*What is expected*:
The answer must be every line from the entries below that includes "start".

*Given records*:
***
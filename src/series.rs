//! # Price Series
//!
//! $$
//! \{(t_i, p_i)\}_{i=0}^{n-1},\quad t_0 < t_1 < \dots < t_{n-1}
//! $$
//!
//! Validated price/NAV histories and ingestion of the provider JSON shapes.

use std::fs;
use std::path::Path;

use anyhow::Context;
use chrono::NaiveDate;
use serde::Deserialize;
use serde::Serialize;
use tracing::debug;
use tracing::warn;

use crate::error::AnalyticsError;
use crate::error::Result;

const DATE_FORMATS: [&str; 2] = ["%Y-%m-%d", "%d-%m-%Y"];

/// One price or NAV value on one date.
#[derive(Clone, Copy, Debug, PartialEq, Serialize, Deserialize)]
pub struct PriceObservation {
  pub date: NaiveDate,
  pub value: f64,
}

impl PriceObservation {
  pub fn new(date: NaiveDate, value: f64) -> Self {
    Self { date, value }
  }
}

/// Observations strictly increasing by date with finite, non-negative values.
#[derive(Clone, Debug, Default, PartialEq, Serialize)]
pub struct PriceSeries {
  observations: Vec<PriceObservation>,
}

impl PriceSeries {
  /// Build a series from observations that must already be in ascending date order.
  pub fn new(observations: Vec<PriceObservation>) -> Result<Self> {
    for obs in &observations {
      check_value(obs)?;
    }

    if let Some(pair) = observations.windows(2).find(|w| w[1].date <= w[0].date) {
      return Err(AnalyticsError::invalid(format!(
        "observation dates must be strictly increasing ({} followed by {})",
        pair[0].date, pair[1].date
      )));
    }

    Ok(Self { observations })
  }

  /// Build a series from observations in arbitrary order (providers often send newest first).
  pub fn from_unordered(mut observations: Vec<PriceObservation>) -> Result<Self> {
    observations.sort_by_key(|obs| obs.date);

    if let Some(pair) = observations.windows(2).find(|w| w[0].date == w[1].date) {
      return Err(AnalyticsError::invalid(format!(
        "duplicate observation date {}",
        pair[0].date
      )));
    }

    Self::new(observations)
  }

  /// Build an undated series from raw values, dating them on consecutive days from `start`.
  pub fn from_values(start: NaiveDate, values: &[f64]) -> Result<Self> {
    let observations = values
      .iter()
      .zip(start.iter_days())
      .map(|(&value, date)| PriceObservation::new(date, value))
      .collect();

    Self::new(observations)
  }

  /// Parse a JSON array of `{ "date": .., "value" | "nav": .. }` records.
  pub fn from_json_str(json: &str) -> Result<Self> {
    let records: Vec<RawRecord> = serde_json::from_str(json)
      .map_err(|e| AnalyticsError::invalid(format!("malformed history payload: {e}")))?;
    Self::from_records(records)
  }

  fn from_records(records: Vec<RawRecord>) -> Result<Self> {
    let total = records.len();
    let mut observations = Vec::with_capacity(total);

    for record in records {
      let date = parse_date(&record.date)?;
      match record.value.as_f64() {
        Some(value) => observations.push(PriceObservation::new(date, value)),
        None => warn!(%date, "dropping history row with unparseable value"),
      }
    }

    debug!(total, kept = observations.len(), "parsed history records");
    Self::from_unordered(observations)
  }

  pub fn observations(&self) -> &[PriceObservation] {
    &self.observations
  }

  pub fn values(&self) -> Vec<f64> {
    self.observations.iter().map(|obs| obs.value).collect()
  }

  pub fn dates(&self) -> Vec<NaiveDate> {
    self.observations.iter().map(|obs| obs.date).collect()
  }

  pub fn len(&self) -> usize {
    self.observations.len()
  }

  pub fn is_empty(&self) -> bool {
    self.observations.is_empty()
  }

  pub fn last(&self) -> Option<&PriceObservation> {
    self.observations.last()
  }
}

/// Load a history JSON file for command-line use.
pub fn load_history_file(path: impl AsRef<Path>) -> anyhow::Result<PriceSeries> {
  let path = path.as_ref();
  let json = fs::read_to_string(path)
    .with_context(|| format!("failed to read history file {}", path.display()))?;
  PriceSeries::from_json_str(&json)
    .with_context(|| format!("failed to parse history file {}", path.display()))
}

fn check_value(obs: &PriceObservation) -> Result<()> {
  if !obs.value.is_finite() || obs.value < 0.0 {
    return Err(AnalyticsError::invalid(format!(
      "price on {} must be finite and non-negative, got {}",
      obs.date, obs.value
    )));
  }
  Ok(())
}

fn parse_date(raw: &str) -> Result<NaiveDate> {
  let raw = raw.trim();
  DATE_FORMATS
    .iter()
    .find_map(|fmt| NaiveDate::parse_from_str(raw, fmt).ok())
    .ok_or_else(|| AnalyticsError::invalid(format!("unrecognised date `{raw}`")))
}

#[derive(Deserialize)]
struct RawRecord {
  date: String,
  #[serde(alias = "nav", alias = "close", alias = "price")]
  value: RawValue,
}

#[derive(Deserialize)]
#[serde(untagged)]
enum RawValue {
  Number(f64),
  Text(String),
  Missing(()),
}

impl RawValue {
  fn as_f64(&self) -> Option<f64> {
    match self {
      RawValue::Number(v) => Some(*v),
      RawValue::Text(s) => s.trim().parse::<f64>().ok().filter(|v| v.is_finite()),
      RawValue::Missing(()) => None,
    }
  }
}

#[cfg(test)]
mod tests {
  use std::io::Write;

  use tracing_test::traced_test;

  use super::*;

  fn d(y: i32, m: u32, day: u32) -> NaiveDate {
    NaiveDate::from_ymd_opt(y, m, day).unwrap()
  }

  #[test]
  fn rejects_non_increasing_dates() {
    let obs = vec![
      PriceObservation::new(d(2024, 1, 2), 10.0),
      PriceObservation::new(d(2024, 1, 2), 11.0),
    ];
    assert!(matches!(
      PriceSeries::new(obs),
      Err(AnalyticsError::InvalidInput(_))
    ));
  }

  #[test]
  fn rejects_negative_and_nan_values() {
    let neg = vec![PriceObservation::new(d(2024, 1, 2), -1.0)];
    let nan = vec![PriceObservation::new(d(2024, 1, 2), f64::NAN)];
    assert!(PriceSeries::new(neg).is_err());
    assert!(PriceSeries::new(nan).is_err());
  }

  #[test]
  fn zero_values_are_tolerated_at_construction() {
    let series = PriceSeries::from_values(d(2024, 1, 1), &[0.0, 1.0]).unwrap();
    assert_eq!(series.len(), 2);
  }

  #[test]
  fn parses_nav_provider_shape_newest_first() {
    let json = r#"[
      {"date": "03-01-2024", "nav": "12.50"},
      {"date": "02-01-2024", "nav": "12.00"},
      {"date": "01-01-2024", "nav": "11.00"}
    ]"#;
    let series = PriceSeries::from_json_str(json).unwrap();

    assert_eq!(series.values(), vec![11.0, 12.0, 12.5]);
    assert_eq!(series.observations()[0].date, d(2024, 1, 1));
  }

  #[test]
  fn parses_generic_value_shape() {
    let json = r#"[{"date": "2024-03-01", "value": 100}, {"date": "2024-03-04", "value": 101.5}]"#;
    let series = PriceSeries::from_json_str(json).unwrap();
    assert_eq!(series.values(), vec![100.0, 101.5]);
  }

  #[test]
  #[traced_test]
  fn drops_unparseable_values_with_warning() {
    let json = r#"[
      {"date": "2024-03-01", "nav": "10.0"},
      {"date": "2024-03-02", "nav": "N/A"},
      {"date": "2024-03-03", "nav": null}
    ]"#;
    let series = PriceSeries::from_json_str(json).unwrap();

    assert_eq!(series.len(), 1);
    assert!(logs_contain("dropping history row with unparseable value"));
  }

  #[test]
  fn rejects_bad_dates_and_duplicates() {
    let bad = r#"[{"date": "March 1st", "value": 1.0}]"#;
    let dup = r#"[{"date": "2024-03-01", "value": 1.0}, {"date": "01-03-2024", "value": 2.0}]"#;
    assert!(PriceSeries::from_json_str(bad).is_err());
    assert!(PriceSeries::from_json_str(dup).is_err());
  }

  #[test]
  fn loads_history_from_file() {
    let mut file = tempfile::NamedTempFile::new().unwrap();
    write!(
      file,
      r#"[{{"date": "2024-03-01", "value": 5.0}}, {{"date": "2024-03-02", "value": 5.5}}]"#
    )
    .unwrap();

    let series = load_history_file(file.path()).unwrap();
    assert_eq!(series.last().map(|o| o.value), Some(5.5));
  }

  #[test]
  fn missing_history_file_reports_path() {
    let err = load_history_file("/definitely/not/here.json").unwrap_err();
    assert!(format!("{err:#}").contains("/definitely/not/here.json"));
  }
}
***
*Reply*:
  /// Build an undated series from raw values, dating them on consecutive days from `start`.
  pub fn from_values(start: NaiveDate, values: &[f64]) -> Result<Self> {
      .zip(start.iter_days())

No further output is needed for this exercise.